Your denial is my acceptance of, you denying the equality.
Julian Juhlin | Denmark
The Virgin Tour is an extended method of investigating objects and space through a position of virginity. The work is a lab wherein the artist experiments in-between the private and the public through mythical or mystical historical perceptions, trying to map the binaries through the journey of magic realism.
Prabhakar Pachpute | India
Title: The surface and spreading socities
Starting from the own geographical stories to
travelling around Latin American, Asian and European mining places.

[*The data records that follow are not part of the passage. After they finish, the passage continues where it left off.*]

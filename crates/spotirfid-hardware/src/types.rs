//! Common types shared across reader implementations.

use serde::{Deserialize, Serialize};

/// Reader chip information.
///
/// Contains reader-specific metadata such as supported protocols and the
/// chip's firmware version register.
#[derive(Debug, Clone, PartialEq, Eq, Serialize, Deserialize)]
pub struct ReaderInfo {
    /// Reader name (e.g., "MFRC522").
    pub name: String,

    /// List of supported protocols (e.g., ["ISO14443A"]).
    pub protocols: Vec<String>,

    /// Chip version register value, if the chip reports one.
    pub firmware_version: Option<u8>,
}

impl ReaderInfo {
    /// Create a new ReaderInfo.
    pub fn new(name: impl Into<String>, protocols: Vec<String>) -> Self {
        Self {
            name: name.into(),
            protocols,
            firmware_version: None,
        }
    }

    /// Set the firmware version.
    pub fn with_firmware_version(mut self, version: u8) -> Self {
        self.firmware_version = Some(version);
        self
    }
}

#[cfg(test)]
mod tests {
    use super::*;

    #[test]
    fn test_reader_info() {
        let info =
            ReaderInfo::new("MFRC522", vec!["ISO14443A".to_string()]).with_firmware_version(0x92);

        assert_eq!(info.name, "MFRC522");
        assert_eq!(info.protocols, vec!["ISO14443A"]);
        assert_eq!(info.firmware_version, Some(0x92));
    }

    #[test]
    fn test_reader_info_serialization() {
        let info = ReaderInfo::new("MFRC522", vec![]);
        let json = serde_json::to_string(&info).unwrap();
        let deserialized: ReaderInfo = serde_json::from_str(&json).unwrap();
        assert_eq!(info, deserialized);
    }
}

I came to the point to use the documentation of the mining community,culture and landscapes.
The constant degradation of nature through mining made us ending up having a abandoned/lunar landscape,displacement life. These geographical changes are almost looks similer everywhere around the world. some of the countries have succeed to reclaim these landscape but the other are beyond it's lose.
How do we connect or locate ourself in this moving geography?
Avon Bashida | Denmark/US
In the 1800s Danish knowledge of foreign countries came from the military, where soldiers were trained in drawing and painting in order to collect evidence. These images from the imperialistic explorer and the tales told from an ancient view of the exotic, still to this day takes precedence when thinking about “the East” (a term that itself exist from a European perspective of mapping the world). Today it is possible to gain knowledge through google, but in order to truly know, you have to experience it firsthand. When creating a piece for an exhibition in India, without being there, it is impossible to circumvent old ideas of a nation, as googling automatically includes old perspectives and enforces imperialistic imagery, and the idea of creating for ‘the people’ in ‘the country’ where I am not, instead of creating for people and their surroundings. Perhaps the European denial of how old structures implement themselves in the present, is comparable with denying capitalism when living in a country of capitalism (as I write, I am typing on an iPhone). The denial of these old structures, on occasion replace a true perspective which could be implemented into a greater global sense of togetherness, instead of staying in political correctness.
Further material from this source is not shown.